Bu çerçevede, Kur’an kursundaki din eğitimiyle ilgilenenler, öncelikle öğreticiler şu hususlara özellikle dikkat etmelidirler:
- Günümüze kadar varlığını sürdüren ve hala tam olarak kurtulamadığımız, din eğitimi alanının bir bilim işi değil de bir uygulama işi olduğu anlayışından hızla ve tamamen kurtulmak gerekmektedir. Artık, din eğitimi olgusunun/pratiğinin bilimsel-kuramsal boyutu iyi kavranıp gerekli önem verilmelidir.
- İlgililerin geçmişteki karşılıklı yanlışları nedeniyle din bilimcilerde oluşan eğitim bilimlerine karşı antipatik tutumun bir uzantısı olarak din eğitimcilerinde oluşan eğitim bilimlerinden uzak durma; hatta onlara uzak dururken savunma refleksiyle geleneğe bilinçsizce ve sıkıca sarılıp din eğitimi pratiğinin bilimselleştirilmesini ihmal etme tutumundan vazgeçilmelidir.
- Din eğitimi ihtiyacının bilimsel yaklaşımla, bilimsel bilgiyle karşılanması gerektiğinin bilinciyle hareket edilmeli; dolayısıyla eğitim alanındaki öğrenci merkezli yaklaşım gibi çağdaş bilimsel anlayış ve uygulamaları, yöntem ve tekniklerini, din eğitimi için bir tehdit olarak algılama yanlışından kesinlikle uzak durulmalıdır. Din eğitiminin bilimselleştirilmesinin, olumlu etkilerinden kaygı duyulmamalıdır. “Hikmet/ilim, müminin yitiğidir; nerede bulursa alır.” (İbn-i Mace, Zühd, 15)

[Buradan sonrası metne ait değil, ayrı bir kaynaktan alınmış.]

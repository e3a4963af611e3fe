//! Table registry.
//!
//! Owns the physical tables of one restaurant. Every read hands out an owned
//! clone so callers can never mutate registry state behind its back.

use std::collections::HashMap;

use serde::{Deserialize, Serialize};
use uuid::Uuid;

use crate::error::{EngineError, Result};

/// A physical table.
#[derive(Debug, Clone, PartialEq, Eq, Serialize, Deserialize)]
pub struct Table {
    pub id: String,
    /// Floor number shown to staff. Unique per restaurant.
    pub number: u32,
    pub name: String,
    /// Seats. Always at least one.
    pub capacity: u32,
    pub section: String,
    pub is_active: bool,
    #[serde(default, skip_serializing_if = "Option::is_none")]
    pub notes: Option<String>,
}

/// Create table payload
#[derive(Debug, Clone, Serialize, Deserialize)]
pub struct NewTable {
    pub number: u32,
    pub name: String,
    pub capacity: u32,
    pub section: String,
    #[serde(default = "default_active")]
    pub is_active: bool,
    #[serde(default)]
    pub notes: Option<String>,
}

fn default_active() -> bool {
    true
}

impl NewTable {
    pub fn new(number: u32, capacity: u32, section: impl Into<String>) -> Self {
        Self {
            number,
            name: format!("Table {number}"),
            capacity,
            section: section.into(),
            is_active: true,
            notes: None,
        }
    }
}

/// Update table payload. `None` leaves a field untouched.
#[derive(Debug, Clone, Default, Serialize, Deserialize)]
pub struct TablePatch {
    pub number: Option<u32>,
    pub name: Option<String>,
    pub capacity: Option<u32>,
    pub section: Option<String>,
    pub is_active: Option<bool>,
    /// `Some(None)` clears the notes.
    pub notes: Option<Option<String>>,
}

#[derive(Debug, Clone, Default)]
pub struct TableRegistry {
    tables: HashMap<String, Table>,
}

impl TableRegistry {
    pub fn new() -> Self {
        Self::default()
    }

    pub fn add(&mut self, new: NewTable) -> Result<Table> {
        validate_capacity(new.capacity)?;
        self.ensure_number_free(new.number, None)?;

        let table = Table {
            id: Uuid::new_v4().to_string(),
            number: new.number,
            name: new.name,
            capacity: new.capacity,
            section: new.section,
            is_active: new.is_active,
            notes: new.notes,
        };
        self.tables.insert(table.id.clone(), table.clone());
        Ok(table)
    }

    pub fn get(&self, id: &str) -> Result<Table> {
        self.tables
            .get(id)
            .cloned()
            .ok_or_else(|| EngineError::table_not_found(id))
    }

    pub fn contains(&self, id: &str) -> bool {
        self.tables.contains_key(id)
    }

    /// Tables ordered by number, optionally restricted to active ones and one section.
    pub fn list(&self, active_only: bool, section: Option<&str>) -> Vec<Table> {
        let mut tables: Vec<Table> = self
            .tables
            .values()
            .filter(|t| !active_only || t.is_active)
            .filter(|t| section.is_none_or(|s| t.section == s))
            .cloned()
            .collect();
        tables.sort_by_key(|t| t.number);
        tables
    }

    /// Borrowing iterator for the availability engine.
    pub(crate) fn iter(&self) -> impl Iterator<Item = &Table> {
        self.tables.values()
    }

    pub fn update(&mut self, id: &str, patch: TablePatch) -> Result<Table> {
        if !self.tables.contains_key(id) {
            return Err(EngineError::table_not_found(id));
        }
        if let Some(capacity) = patch.capacity {
            validate_capacity(capacity)?;
        }
        if let Some(number) = patch.number {
            self.ensure_number_free(number, Some(id))?;
        }

        let table = self
            .tables
            .get_mut(id)
            .ok_or_else(|| EngineError::table_not_found(id))?;
        if let Some(number) = patch.number {
            table.number = number;
        }
        if let Some(name) = patch.name {
            table.name = name;
        }
        if let Some(capacity) = patch.capacity {
            table.capacity = capacity;
        }
        if let Some(section) = patch.section {
            table.section = section;
        }
        if let Some(is_active) = patch.is_active {
            table.is_active = is_active;
        }
        if let Some(notes) = patch.notes {
            table.notes = notes;
        }
        Ok(table.clone())
    }

    /// Remove a table. Reservation checks are the caller's job.
    pub fn remove(&mut self, id: &str) -> Result<Table> {
        self.tables
            .remove(id)
            .ok_or_else(|| EngineError::table_not_found(id))
    }

    pub fn len(&self) -> usize {
        self.tables.len()
    }

    pub fn is_empty(&self) -> bool {
        self.tables.is_empty()
    }

    fn ensure_number_free(&self, number: u32, except: Option<&str>) -> Result<()> {
        let taken = self
            .tables
            .values()
            .any(|t| t.number == number && Some(t.id.as_str()) != except);
        if taken {
            return Err(EngineError::Conflict(format!(
                "table number {number} is already in use"
            )));
        }
        Ok(())
    }
}

fn validate_capacity(capacity: u32) -> Result<()> {
    if capacity == 0 {
        return Err(EngineError::Validation(
            "table capacity must be at least 1".to_string(),
        ));
    }
    Ok(())
}
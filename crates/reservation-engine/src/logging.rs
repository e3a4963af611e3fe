//! Logging setup for hosts embedding the engine.
//!
//! The engine itself only emits `tracing` events; these helpers install a
//! subscriber for binaries and tests that do not bring their own.

use std::path::Path;

use anyhow::Context;
use tracing_appender::non_blocking::WorkerGuard;
use tracing_appender::rolling::{RollingFileAppender, Rotation};
use tracing_subscriber::{fmt, layer::SubscriberExt, util::SubscriberInitExt, EnvFilter, Layer};

fn env_filter(level: &str) -> EnvFilter {
    EnvFilter::try_from_default_env().unwrap_or_else(|_| EnvFilter::new(level))
}

/// Console logging. `RUST_LOG` overrides `level` when set.
///
/// # Examples
/// ```no_run
/// // Development
/// reservation_engine::logging::init_logging("debug", false)?;
/// # Ok::<(), anyhow::Error>(())
/// ```
pub fn init_logging(level: &str, json_format: bool) -> anyhow::Result<()> {
    let registry = tracing_subscriber::registry().with(env_filter(level));
    let result = if json_format {
        registry
            .with(
                fmt::layer()
                    .json()
                    .with_target(true)
                    .with_current_span(true)
                    .with_file(true)
                    .with_line_number(true),
            )
            .try_init()
    } else {
        registry.with(fmt::layer().with_target(true)).try_init()
    };
    result.context("failed to install tracing subscriber")
}

/// Console logging plus a daily-rotating JSON file under `log_dir`.
///
/// Keep the returned guard alive for as long as file logs should be flushed.
pub fn init_logging_with_file(
    level: &str,
    log_dir: impl AsRef<Path>,
) -> anyhow::Result<WorkerGuard> {
    let log_dir = log_dir.as_ref();
    std::fs::create_dir_all(log_dir)
        .with_context(|| format!("failed to create log directory {}", log_dir.display()))?;

    let appender = RollingFileAppender::new(Rotation::DAILY, log_dir, "reservations");
    let (writer, guard) = tracing_appender::non_blocking(appender);

    let file_layer = fmt::layer()
        .json()
        .with_target(true)
        .with_current_span(true)
        .with_ansi(false)
        .with_writer(writer)
        .with_filter(EnvFilter::new(level));

    tracing_subscriber::registry()
        .with(env_filter(level))
        .with(fmt::layer().with_target(true))
        .with(file_layer)
        .try_init()
        .context("failed to install tracing subscriber")?;

    Ok(guard)
}
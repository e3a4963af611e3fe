//! Time source for timestamps and "today" checks.

use chrono::{DateTime, NaiveDate, NaiveDateTime, Utc};
use chrono_tz::Tz;

/// Supplies the current instant. Injected so tests can pin time.
pub trait Clock: Send + Sync {
    fn now(&self) -> DateTime<Utc>;

    /// Wall-clock time at the restaurant.
    fn local_now(&self, tz: Tz) -> NaiveDateTime {
        self.now().with_timezone(&tz).naive_local()
    }

    fn today(&self, tz: Tz) -> NaiveDate {
        self.local_now(tz).date()
    }
}

/// Reads the system clock.
#[derive(Debug, Clone, Copy, Default)]
pub struct SystemClock;

impl Clock for SystemClock {
    fn now(&self) -> DateTime<Utc> {
        Utc::now()
    }
}

/// Always returns the same instant.
#[derive(Debug, Clone, Copy)]
pub struct FixedClock(pub DateTime<Utc>);

impl Clock for FixedClock {
    fn now(&self) -> DateTime<Utc> {
        self.0
    }
}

- Kur’an kurslarının öteden beri, sürekli polemiklerin odağına yerleştirilmesi, bu kurumlar üzerinden politik ve ideolojik tartışmalar yapılması; bunların toplumsal ayrışma ve kutuplaşmalara araç kılınması ve sonuçta bu kurumlar çerçevesinde bir çatışma/karşıtlık dilinin üretilmesi, temelde buralardaki din eğitiminin kalitesini yükseltmeye dönük bilimsel çalışmaların önünü kesen en önemli engellerden biridir, denebilir. Çünkü bu tutum, Kur’an kursunun varlığını tartışmayı sürekli kılmakta ve orada yapılan din eğitimin niteliğini sorgulamaya, tartışmaya fırsat bulunamamaktadır. Bu tuzaktan kurtulmak şarttır.




NOTLAR
AYDIN M. Şevki, Mehmed Şemsettin Günaltay’ın Zulmetten Nura ve Hurafattan Hakikata Adlı Eserlerindeki Din Eğitimi Anlayışı, Basılmamış Yüksek Lisans Tezi, E.Ü. Sos. Bil. Enstitüsü, 1986, Kayseri.
DİB, Kur’an Kursları Öğretim Programı (Yüzünden Okuyanlar İçin), Ankara, 2004.
DİB, Yaz Kur’an Kursları Öğretim Programları, Ankara, 2005
DİB, Yaz Kur’an Kursları Öğretici Kılavuzu, Ankara, 2006., İnancım, Ankara,2006.; İbadetlerim, Ankara, 2007, Ahlakım, 2007, Peygamberim, Ankara, 2007.
TDV, Dinimizi Öğreniyoruz, Yaz Kur’an Kursları Öğrenci Kitabı, Ankara, 2007, Dinimizi Öğreniyoruz Yaz Kur’an Kursları Öğretici Kitabı, Ankara, 2007.